Fennovoima signed the plant supply contract for Hanhikivi with Rusatom Overseas – Rosatom’s nuclear power plant exports subsidiary – in December 2013. Rosatom offered to build a plant using a 1200 MWe AES-2006 VVER under a fixed-price contract. The Hanhikivi project is owned by Fennovoima, in which a 34% stake is held by RAOS Voima Oy, the Finnish subsidiary set up in 2014 by Rosatom for the purpose of buying a share in the company.

Fennovoima submitted its 250-page construction licence application to Finland’s Ministry of Employment and the Economy for the Hanhikivi plant in June 2015. The government’s decision to issue a construction licence would require a positive assessment of the application by STUK.

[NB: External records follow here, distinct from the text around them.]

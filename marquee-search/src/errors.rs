//! Error types for movie search functionality.

use thiserror::Error;

/// Message shown when a fetch fails and the API gave no better explanation.
pub const GENERIC_FETCH_FAILURE: &str = "Failed to fetch movies. Please try again later.";

/// Message shown when a fetch succeeds but matches nothing.
pub const NO_RESULTS_MESSAGE: &str = "No movies found.";

/// Errors that can occur during movie search operations.
#[derive(Debug, Error, Clone, PartialEq)]
pub enum MovieSearchError {
    /// Network communication failed before a response arrived.
    #[error("Network error: {reason}")]
    NetworkError {
        /// The reason for the network error
        reason: String,
    },

    /// The API answered with a non-success status code.
    #[error("Unexpected HTTP status {status}")]
    HttpStatus {
        /// The status code returned by the API
        status: u16,
    },

    /// Failed to decode the response body.
    #[error("Parse error: {reason}")]
    ParseError {
        /// The reason for the parse error
        reason: String,
    },

    /// The response body carried an explicit failure flag.
    #[error("API error: {message}")]
    ApiError {
        /// Message supplied by the API, or the generic fallback
        message: String,
    },

    /// The request succeeded but returned no movies.
    #[error("No movies found")]
    NoResults,

    /// The provider could not be constructed or is misconfigured.
    #[error("Provider error: {reason}")]
    ProviderError {
        /// The reason for the provider error
        reason: String,
    },
}

impl MovieSearchError {
    /// Returns the message to display in place of the result grid.
    ///
    /// API-supplied messages pass through verbatim; transport and decode
    /// failures collapse into one generic message.
    pub fn user_message(&self) -> String {
        match self {
            MovieSearchError::ApiError { message } => message.clone(),
            MovieSearchError::NoResults => NO_RESULTS_MESSAGE.to_string(),
            MovieSearchError::NetworkError { .. }
            | MovieSearchError::HttpStatus { .. }
            | MovieSearchError::ParseError { .. }
            | MovieSearchError::ProviderError { .. } => GENERIC_FETCH_FAILURE.to_string(),
        }
    }

    /// Checks whether the failure happened below the response body.
    pub fn is_transport_failure(&self) -> bool {
        matches!(
            self,
            MovieSearchError::NetworkError { .. }
                | MovieSearchError::HttpStatus { .. }
                | MovieSearchError::ParseError { .. }
        )
    }
}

Sweden’s Vattenfall halts deliveries from Russia

The state-owned energy giant Vattenfall announced on Thursday that it was “deeply concerned by the serious security situation in Europe and Russia’s invasion of Ukraine” and “we have therefore decided that no planned deliveries from Russia to our nuclear power plants will take place until further notice”.

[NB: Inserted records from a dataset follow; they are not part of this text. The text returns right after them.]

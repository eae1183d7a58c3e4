//! TMDB client tests against a local stand-in server.

use std::collections::HashMap;
use std::net::SocketAddr;

use axum::Router;
use axum::extract::Query;
use axum::http::{HeaderMap, StatusCode};
use axum::response::{IntoResponse, Json};
use axum::routing::get;
use marquee_search::{MovieProvider, MovieQuery, MovieSearchError, TmdbClient};
use serde_json::json;

const TOKEN: &str = "test-token";

fn is_authorized(headers: &HeaderMap) -> bool {
    headers
        .get("authorization")
        .and_then(|value| value.to_str().ok())
        .is_some_and(|value| value == format!("Bearer {TOKEN}"))
}

async fn discover(
    headers: HeaderMap,
    Query(params): Query<HashMap<String, String>>,
) -> impl IntoResponse {
    if !is_authorized(&headers) {
        return StatusCode::UNAUTHORIZED.into_response();
    }
    assert_eq!(params.get("sort_by").map(String::as_str), Some("popularity.desc"));

    Json(json!({
        "page": 1,
        "results": [
            {"id": 1, "title": "Popular One", "vote_average": 7.5, "poster_path": "/one.jpg",
             "release_date": "2024-01-01", "original_language": "en"},
            {"id": 2, "title": "Popular Two", "vote_average": null, "poster_path": null,
             "release_date": "", "original_language": "fr"}
        ]
    }))
    .into_response()
}

async fn search(Query(params): Query<HashMap<String, String>>) -> impl IntoResponse {
    match params.get("query").map(String::as_str) {
        Some("broken") => Json(json!({"Response": "False", "Error": "Too many results."}))
            .into_response(),
        Some("garbage") => (StatusCode::OK, "not json").into_response(),
        Some("server error") => StatusCode::INTERNAL_SERVER_ERROR.into_response(),
        Some("nothing") => Json(json!({"page": 1, "results": []})).into_response(),
        Some(query) => Json(json!({
            "results": [{"id": 42, "title": query, "original_language": "en"}]
        }))
        .into_response(),
        None => StatusCode::BAD_REQUEST.into_response(),
    }
}

async fn spawn_stand_in() -> SocketAddr {
    let app = Router::new()
        .route("/3/discover/movie", get(discover))
        .route("/3/search/movie", get(search));

    let listener = tokio::net::TcpListener::bind("127.0.0.1:0").await.unwrap();
    let addr = listener.local_addr().unwrap();
    tokio::spawn(async move {
        axum::serve(listener, app).await.unwrap();
    });
    addr
}

async fn client() -> TmdbClient {
    let addr = spawn_stand_in().await;
    TmdbClient::new(&format!("http://{addr}/3"), TOKEN).unwrap()
}

#[tokio::test]
async fn test_popular_listing_sends_bearer_token() {
    let client = client().await;
    let movies = client.fetch_movies(&MovieQuery::Popular).await.unwrap();

    assert_eq!(movies.len(), 2);
    assert_eq!(movies[0].title, "Popular One");
    assert_eq!(movies[1].vote_average, None);
    assert_eq!(movies[1].release_year(), "N/A");
}

#[tokio::test]
async fn test_search_passes_exact_query() {
    let client = client().await;
    let movies = client
        .fetch(&MovieQuery::Search("star wars & more".to_string()))
        .await
        .unwrap();

    assert_eq!(movies.len(), 1);
    assert_eq!(movies[0].title, "star wars & more");
}

#[tokio::test]
async fn test_failure_flag_surfaces_server_error() {
    let client = client().await;
    let result = client
        .fetch(&MovieQuery::Search("broken".to_string()))
        .await;

    assert_eq!(
        result,
        Err(MovieSearchError::ApiError {
            message: "Too many results.".to_string()
        })
    );
}

#[tokio::test]
async fn test_empty_results_are_not_an_error_at_provider_level() {
    let client = client().await;
    let movies = client
        .fetch(&MovieQuery::Search("nothing".to_string()))
        .await
        .unwrap();
    assert!(movies.is_empty());
}

#[tokio::test]
async fn test_transport_failures() {
    let client = client().await;

    let status = client
        .fetch(&MovieQuery::Search("server error".to_string()))
        .await;
    assert_eq!(status, Err(MovieSearchError::HttpStatus { status: 500 }));

    let parse = client
        .fetch(&MovieQuery::Search("garbage".to_string()))
        .await;
    assert!(matches!(parse, Err(MovieSearchError::ParseError { .. })));
}

#[tokio::test]
async fn test_bad_token_is_http_status_error() {
    let addr = spawn_stand_in().await;
    let client = TmdbClient::new(&format!("http://{addr}/3"), "wrong").unwrap();

    let result = client.fetch(&MovieQuery::Popular).await;
    assert_eq!(result, Err(MovieSearchError::HttpStatus { status: 401 }));
}

#[tokio::test]
async fn test_unreachable_server_is_network_error() {
    let listener = tokio::net::TcpListener::bind("127.0.0.1:0").await.unwrap();
    let addr = listener.local_addr().unwrap();
    drop(listener);

    let client = TmdbClient::new(&format!("http://{addr}/3"), TOKEN).unwrap();
    let result = client.fetch(&MovieQuery::Popular).await;

    let error = result.unwrap_err();
    assert!(matches!(error, MovieSearchError::NetworkError { .. }));
    assert!(error.is_transport_failure());
}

It said it would not place any new orders from Russia for its nuclear power plants until further notice.

What about the situation in Ukraine?

The State Nuclear Regulatory Inspectorate of Ukraine’s update at 09:00 local time (07:00 GMT) on Friday 25 February reported that there were “no violations of NPP safe operation limits and conditions. Radioactive situation meets established norms … NPP security divisions and physical protection services are on high alert”.

It also gave an update on the Chernobyl exclusion zone – near the Belarus border in the north of the country – which Russian defence ministry spokesman Igor Konashenkov said was under Russian control, according to the TASS news agency. TASS quoted Konashenkov as saying NPP personnel continued to service the facilities and saying that “the radiation level in the area of the nuclear power plant did not exceed the natural background”.

The Ukraine nuclear regulator said that data from the automated radiation monitoring system of the Chernobyl exclusion zone indicated “control levels of gamma radiation dose rate in the exclusion zone were exceeded”. The reason for this, it said, appeared to be connected to the disturbance of the top layer of soil from the movement of heavy military machinery through the exclusion zone, increasing air pollution.

The condition of Chernobyl nuclear facilities  and other facilities was unchanged, it said.

The International Atomic Energy Agency

The International Atomic Energy Agency (IAEA) said it was following the situation in Ukraine “with grave concern” and was appealing for “maximum restraint to avoid any action that may put the country’s nuclear facilities at risk”.

Director General Rafael Mariano Grossi said the IAEA was closely monitoring developments in Ukraine with a special focus on the safety and security of its nuclear power plants and other nuclear-related facilities.

He stressed that the IAEA General Conference adopted a decision in 2009 that “any armed attack on and threat against nuclear facilities devoted to peaceful purposes constitutes a violation of the principles of the United Nations Charter, international law and the Statute of the Agency”.

In a statement released on Friday 25 February the IAEA said it assesses that the readings in the Chernobyl area “reported by the regulator – of up to 9,46 microSieverts per hour – were low and remained within the operational range measured in the Exclusion Zone since it was established, and therefore do not pose any danger to the public”.